タラ号太平洋プロジェクト サンゴ礁のマイクロバイオームの圧倒的な多様性が明らかに
フランスのアパレルブランド「アニエスベー」創設者のアニエス・トゥルブレとその息子、エチエンヌ・ブルゴワが立ち上げその後サポートし続けている、海洋研究や海洋保全に取り組むTara Ocean財団(フランス・パリ、以下 タラ オセアン)が行った「タラ号太平洋プロジェクト」にて、収集したサンプルデータから太平洋のサンゴ礁のマイクロバイオーム(微生物叢)の多様性が、地球上の微生物の推定総多様性に近い可能性があることが明らかになりました。この結果は、科学ジャーナルNature Communications誌に掲載されました。このマイクロバイオームはサンゴ礁の生産性や生物多様性に寄与しています。
2016年から2018年まで行った「タラ号太平洋プロジェクト」は、サンゴ礁のマイクロバイオームの多様性に関するこれまでで最大規模の研究であり、今まで微生物の総数がかなり過小評価されてきた可能性を示しています。
サンゴ礁は、地球上で最も多様な生態系の一つであり、数百万の多細胞生物と関連微生物を含む海洋生物多様性の30%を支えています。これらの微生物は、サンゴ礁の健全性を示す重要な指標ですが、サンゴ礁の生物多様性は、海洋レベルでは未開拓でした。また、気候変動等の影響によりサンゴの被度(生きたサンゴが海底を覆う割合)の減少が進行しており、サンゴ礁の将来に対する懸念が広がっています。

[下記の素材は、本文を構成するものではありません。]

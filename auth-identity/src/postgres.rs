//! PostgreSQL-backed identity storage
//!
//! Schema lives in `database-layer/migrations`. Email uniqueness is the
//! `identities_email_key` unique index on `lower(email)`; extensions cascade
//! with their identity.

use crate::error::{IdentityError, Result};
use crate::models::{
    Availability, DoctorProfile, Identity, NurseProfile, PatientProfile, Role, RoleExtension,
    RoleProfile, WorkingHours,
};
use crate::repository::IdentityRepository;
use async_trait::async_trait;
use database_layer::{DatabasePool, TransactionManager};
use sqlx::{postgres::PgRow, Executor, Postgres, Row};
use tracing::{debug, info};
use uuid::Uuid;

pub struct PgIdentityRepository {
    pool: DatabasePool,
    transactions: TransactionManager,
}

impl PgIdentityRepository {
    #[must_use]
    pub fn new(pool: DatabasePool) -> Self {
        Self {
            transactions: TransactionManager::new(pool.clone()),
            pool,
        }
    }

    async fn role_of(&self, identity_id: Uuid) -> Result<Option<Role>> {
        let row = sqlx::query("SELECT role FROM identities WHERE id = $1")
            .bind(identity_id)
            .fetch_optional(self.pool.pool())
            .await?;

        row.map(|row| -> Result<Role> {
            let role: String = row.try_get("role")?;
            role.parse().map_err(stored_role)
        })
        .transpose()
    }
}

#[async_trait]
impl IdentityRepository for PgIdentityRepository {
    fn backend_name(&self) -> &'static str {
        "postgres"
    }

    async fn is_healthy(&self) -> bool {
        self.pool.is_healthy().await
    }

    async fn find_by_email(&self, email: &str) -> Result<Option<Identity>> {
        let row = sqlx::query(
            r"
            SELECT id, name, email, age, password_hash, role, created_at
            FROM identities
            WHERE lower(email) = $1
            ",
        )
        .bind(email)
        .fetch_optional(self.pool.pool())
        .await?;

        row.as_ref().map(identity_from_row).transpose()
    }

    async fn find_by_id(&self, id: Uuid) -> Result<Option<Identity>> {
        let row = sqlx::query(
            r"
            SELECT id, name, email, age, password_hash, role, created_at
            FROM identities
            WHERE id = $1
            ",
        )
        .bind(id)
        .fetch_optional(self.pool.pool())
        .await?;

        row.as_ref().map(identity_from_row).transpose()
    }

    async fn insert_identity(&self, identity: &Identity) -> Result<()> {
        write_identity(self.pool.pool(), identity).await?;
        debug!(identity_id = %identity.id, "Identity row inserted");
        Ok(())
    }

    async fn insert_extension(&self, extension: &RoleExtension) -> Result<()> {
        write_extension(self.pool.pool(), extension).await?;
        debug!(identity_id = %extension.identity_id, role = %extension.role(), "Extension row inserted");
        Ok(())
    }

    async fn find_extension(&self, identity_id: Uuid) -> Result<Option<RoleExtension>> {
        let Some(role) = self.role_of(identity_id).await? else {
            return Ok(None);
        };

        let query = match role {
            Role::Doctor => {
                r"
                SELECT identity_id, specialization, experience_years, available_days,
                       working_hours_start, working_hours_end, consultation_fee,
                       created_at, updated_at
                FROM doctor_profiles WHERE identity_id = $1
                "
            }
            Role::Nurse => {
                r"
                SELECT identity_id, department, shift, created_at, updated_at
                FROM nurse_profiles WHERE identity_id = $1
                "
            }
            Role::Patient => {
                r"
                SELECT identity_id, medical_history, allergies, blood_group, created_at, updated_at
                FROM patient_profiles WHERE identity_id = $1
                "
            }
        };

        let row = sqlx::query(query)
            .bind(identity_id)
            .fetch_optional(self.pool.pool())
            .await?;

        row.map(|row| extension_from_row(role, &row)).transpose()
    }

    async fn delete_identity(&self, id: Uuid) -> Result<()> {
        let result = sqlx::query("DELETE FROM identities WHERE id = $1")
            .bind(id)
            .execute(self.pool.pool())
            .await?;
        debug!(identity_id = %id, rows = result.rows_affected(), "Identity delete executed");
        Ok(())
    }

    fn supports_transactions(&self) -> bool {
        true
    }

    async fn insert_identity_with_extension(
        &self,
        identity: &Identity,
        extension: &RoleExtension,
    ) -> Result<()> {
        let mut tx = self.transactions.begin().await?;

        write_identity(&mut *tx, identity).await?;
        write_extension(&mut *tx, extension).await?;

        tx.commit().await?;

        info!(identity_id = %identity.id, role = %identity.role, "Identity and extension committed");
        Ok(())
    }
}

async fn write_identity<'e, E>(executor: E, identity: &Identity) -> Result<()>
where
    E: Executor<'e, Database = Postgres>,
{
    sqlx::query(
        r"
        INSERT INTO identities (id, name, email, age, password_hash, role, created_at)
        VALUES ($1, $2, $3, $4, $5, $6, $7)
        ",
    )
    .bind(identity.id)
    .bind(&identity.name)
    .bind(&identity.email)
    .bind(identity.age)
    .bind(&identity.password_hash)
    .bind(identity.role.as_str())
    .bind(identity.created_at)
    .execute(executor)
    .await?;
    Ok(())
}

async fn write_extension<'e, E>(executor: E, extension: &RoleExtension) -> Result<()>
where
    E: Executor<'e, Database = Postgres>,
{
    match &extension.profile {
        RoleProfile::Doctor(doctor) => {
            sqlx::query(
                r"
                INSERT INTO doctor_profiles (
                    identity_id, specialization, experience_years, available_days,
                    working_hours_start, working_hours_end, consultation_fee,
                    created_at, updated_at
                ) VALUES ($1, $2, $3, $4, $5, $6, $7, $8, $9)
                ",
            )
            .bind(extension.identity_id)
            .bind(&doctor.specialization)
            .bind(doctor.experience_years)
            .bind(&doctor.availability.days)
            .bind(&doctor.availability.working_hours.start)
            .bind(&doctor.availability.working_hours.end)
            .bind(doctor.consultation_fee)
            .bind(extension.created_at)
            .bind(extension.updated_at)
            .execute(executor)
            .await?;
        }
        RoleProfile::Nurse(nurse) => {
            sqlx::query(
                r"
                INSERT INTO nurse_profiles (identity_id, department, shift, created_at, updated_at)
                VALUES ($1, $2, $3, $4, $5)
                ",
            )
            .bind(extension.identity_id)
            .bind(&nurse.department)
            .bind(&nurse.shift)
            .bind(extension.created_at)
            .bind(extension.updated_at)
            .execute(executor)
            .await?;
        }
        RoleProfile::Patient(patient) => {
            sqlx::query(
                r"
                INSERT INTO patient_profiles (
                    identity_id, medical_history, allergies, blood_group, created_at, updated_at
                ) VALUES ($1, $2, $3, $4, $5, $6)
                ",
            )
            .bind(extension.identity_id)
            .bind(&patient.medical_history)
            .bind(&patient.allergies)
            .bind(&patient.blood_group)
            .bind(extension.created_at)
            .bind(extension.updated_at)
            .execute(executor)
            .await?;
        }
    }
    Ok(())
}

fn identity_from_row(row: &PgRow) -> Result<Identity> {
    let role: String = row.try_get("role")?;
    Ok(Identity {
        id: row.try_get("id")?,
        name: row.try_get("name")?,
        email: row.try_get("email")?,
        age: row.try_get("age")?,
        password_hash: row.try_get("password_hash")?,
        role: role.parse().map_err(stored_role)?,
        created_at: row.try_get("created_at")?,
    })
}

fn extension_from_row(role: Role, row: &PgRow) -> Result<RoleExtension> {
    let profile = match role {
        Role::Doctor => RoleProfile::Doctor(DoctorProfile {
            specialization: row.try_get("specialization")?,
            experience_years: row.try_get("experience_years")?,
            availability: Availability {
                days: row.try_get("available_days")?,
                working_hours: WorkingHours {
                    start: row.try_get("working_hours_start")?,
                    end: row.try_get("working_hours_end")?,
                },
            },
            consultation_fee: row.try_get("consultation_fee")?,
        }),
        Role::Nurse => RoleProfile::Nurse(NurseProfile {
            department: row.try_get("department")?,
            shift: row.try_get("shift")?,
        }),
        Role::Patient => RoleProfile::Patient(PatientProfile {
            medical_history: row.try_get("medical_history")?,
            allergies: row.try_get("allergies")?,
            blood_group: row.try_get("blood_group")?,
        }),
    };

    Ok(RoleExtension {
        identity_id: row.try_get("identity_id")?,
        profile,
        created_at: row.try_get("created_at")?,
        updated_at: row.try_get("updated_at")?,
    })
}

fn stored_role(error: IdentityError) -> IdentityError {
    IdentityError::Storage(format!("unreadable role column: {error}"))
}
use thiserror::Error;

/// Errors raised while bootstrapping or running the server process
#[derive(Error, Debug)]
pub enum MedGateError {
    /// Network communication errors
    #[error("Network error: {0}")]
    NetworkError(String),

    /// Server runtime errors
    #[error("Server error: {0}")]
    ServerError(String),

    /// Storage bootstrap errors
    #[error("Database error: {0}")]
    DatabaseError(String),

    /// Configuration errors
    #[error("Configuration error: {0}")]
    ConfigError(String),

    /// Wrapped external errors
    #[error(transparent)]
    Other(#[from] anyhow::Error),
}

/// Result type alias for MedGate bootstrap operations
pub type Result<T> = std::result::Result<T, MedGateError>;

/// Log a bootstrap error with its context
pub fn log_error(context: &str, error: &MedGateError) {
    tracing::error!(
        context = context,
        error = %error,
        "MedGate error occurred"
    );
}
fn validate_patient(fields: &RoleFields) -> Result<PatientProfile> {
    let mut violations = Vec::new();
    let blood_group = required_text(
        fields.blood_group.as_deref(),
        "Please provide a blood group",
        &mut violations,
    );

    match blood_group {
        Some(blood_group) => Ok(PatientProfile {
            medical_history: fields.medical_history.clone().unwrap_or_default(),
            allergies: fields.allergies.clone().unwrap_or_default(),
            blood_group,
        }),
        None => Err(IdentityError::Validation(violations)),
    }
}

fn required_text(value: Option<&str>, message: &str, violations: &mut Vec<String>) -> Option<String> {
    match value.map(str::trim) {
        Some(text) if !text.is_empty() => Some(text.to_string()),
        _ => {
            violations.push(message.to_string());
            None
        }
    }
}

fn canonical_weekday(day: &str) -> Option<String> {
    let day = day.trim();
    WEEKDAYS
        .iter()
        .find(|weekday| weekday.eq_ignore_ascii_case(day))
        .map(|weekday| (*weekday).to_string())
}

fn working_hour(value: Option<&str>, bound: &str, violations: &mut Vec<String>) -> Option<String> {
    let Some(value) = value.map(str::trim).filter(|value| !value.is_empty()) else {
        violations.push(format!("Please provide a working hours {bound} time"));
        return None;
    };

    if is_clock_time(value) {
        Some(value.to_string())
    } else {
        violations.push(format!("Working hours {bound} must use HH:MM format"));
        None
    }
}

fn is_clock_time(value: &str) -> bool {
    let Some((hours, minutes)) = value.split_once(':') else {
        return false;
    };
    let two_digits = |part: &str| part.len() == 2 && part.bytes().all(|b| b.is_ascii_digit());
    if !two_digits(hours) || !two_digits(minutes) {
        return false;
    }
    matches!(
        (hours.parse::<u8>(), minutes.parse::<u8>()),
        (Ok(h), Ok(m)) if h < 24 && m < 60
    )
}
use crate::error::{IdentityError, Result};
use argon2::{
    password_hash::{PasswordHash, PasswordHasher as _, PasswordVerifier, SaltString},
    Algorithm, Argon2, Params, Version,
};
use rand::rngs::OsRng;
use tracing::error;

/// Argon2id memory cost in KiB (19 MiB)
const M_COST: u32 = 19_456;
/// Argon2id iterations
const T_COST: u32 = 2;
/// Argon2id parallelism
const P_COST: u32 = 1;
/// Output length in bytes
const OUTPUT_LEN: usize = 32;

/// Argon2id password hashing.
///
/// Hashing is CPU-bound, so both operations run on the blocking pool.
/// The PHC string output embeds algorithm, parameters and salt.
#[derive(Clone)]
pub struct PasswordHasher {
    argon2: Argon2<'static>,
    // Verified against when a login names an unknown email so both
    // branches spend the same time.
    timing_hash: String,
}

impl PasswordHasher {
    /// # Errors
    ///
    /// Returns [`IdentityError::Hashing`] if the Argon2 parameters are rejected.
    pub fn new() -> Result<Self> {
        let params = Params::new(M_COST, T_COST, P_COST, Some(OUTPUT_LEN))
            .map_err(|e| IdentityError::Hashing(format!("failed to build Argon2 params: {e}")))?;
        let argon2 = Argon2::new(Algorithm::Argon2id, Version::V0x13, params);
        let timing_hash = hash_with(&argon2, "medgate-timing-equalizer")?;

        Ok(Self {
            argon2,
            timing_hash,
        })
    }

    /// Hashes `password` with a fresh random salt.
    ///
    /// # Errors
    ///
    /// Returns [`IdentityError::Hashing`] if hashing fails or the blocking
    /// task panics.
    pub async fn hash(&self, password: &str) -> Result<String> {
        let password = password.to_string();
        let argon2 = self.argon2.clone();

        tokio::task::spawn_blocking(move || hash_with(&argon2, &password))
            .await
            .map_err(|e| IdentityError::Hashing(format!("password hashing task failed: {e}")))?
    }

    /// Checks `password` against a stored PHC hash. A malformed hash is a
    /// mismatch, never an error.
    pub async fn verify(&self, password: &str, hash: &str) -> bool {
        let password = password.to_string();
        let hash = hash.to_string();
        let argon2 = self.argon2.clone();

        match tokio::task::spawn_blocking(move || verify_with(&argon2, &password, &hash)).await {
            Ok(matches) => matches,
            Err(e) => {
                error!(error = %e, "Password verification task failed");
                false
            }
        }
    }

    /// Burns one verification without a real hash to compare against.
    pub async fn verify_dummy(&self, password: &str) {
        let timing_hash = self.timing_hash.clone();
        let _ = self.verify(password, &timing_hash).await;
    }
}

fn hash_with(argon2: &Argon2<'_>, password: &str) -> Result<String> {
    let salt = SaltString::generate(&mut OsRng);
    argon2
        .hash_password(password.as_bytes(), &salt)
        .map(|hash| hash.to_string())
        .map_err(|e| IdentityError::Hashing(format!("failed to hash password: {e}")))
}

fn verify_with(argon2: &Argon2<'_>, password: &str, hash: &str) -> bool {
    let Ok(parsed) = PasswordHash::new(hash) else {
        return false;
    };
    // Output comparison inside verify_password is constant-time.
    argon2.verify_password(password.as_bytes(), &parsed).is_ok()
}

#[cfg(test)]
mod tests {
    use super::*;

    #[tokio::test]
    async fn hash_then_verify() {
        let hasher = PasswordHasher::new().unwrap();
        let hash = hasher.hash("secret123").await.unwrap();

        assert!(hash.starts_with("$argon2id$"));
        assert!(hasher.verify("secret123", &hash).await);
        assert!(!hasher.verify("secret124", &hash).await);
    }

    #[tokio::test]
    async fn salts_are_fresh() {
        let hasher = PasswordHasher::new().unwrap();
        let first = hasher.hash("secret123").await.unwrap();
        let second = hasher.hash("secret123").await.unwrap();

        assert_ne!(first, second);
        assert_eq!(first.len(), second.len());
    }

    #[tokio::test]
    async fn malformed_hash_is_a_mismatch() {
        let hasher = PasswordHasher::new().unwrap();
        assert!(!hasher.verify("secret123", "").await);
        assert!(!hasher.verify("secret123", "not-a-phc-string").await);
        assert!(!hasher.verify("secret123", "$argon2id$v=19$garbage").await);
    }
}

論文の著者であるPierre Galandらは、2016年から2018年にかけて、太平洋の32の島々にある99の異なるサンゴ礁から、3種のサンゴ:イタアナサンゴモドキ(Millepora platyphylla)、フカアナハマサンゴ(Porites lobata)、チリメンハナヤサイサンゴ(Pocillopora meandrina)と、2種の魚:シマハギ(Acanthurus triostegus)、ツノダシ(Zanclus cornutus)およびプランクトンのサンプル、計5,392個を採集しました。これらのサンプルは、サンゴ礁のマイクロバイオームの組成を決定するための遺伝子解析を行い、地理的な分布を記録するためにマッピングされました。また、各サンプリング地点で水温、塩分、その他の環境特性を測定しました。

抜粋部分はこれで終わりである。